» **Task item**
What lines of the data below hold the string "hyperparams"? Copy each one out.

» **Extracted material**
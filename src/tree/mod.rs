//! Decision tree learning
//!
//! Pure Rust implementation of single-tree fitting for classification:
//! hyperparameters with validity checking, the recursive CART fitting
//! algorithm over an arena of nodes, and prediction by tree traversal.

mod algorithm;
mod hyperparams;
mod iter;

pub use algorithm::*;
pub use hyperparams::*;
pub use iter::*;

» **Answer box**
mod hyperparams;
pub use hyperparams::*;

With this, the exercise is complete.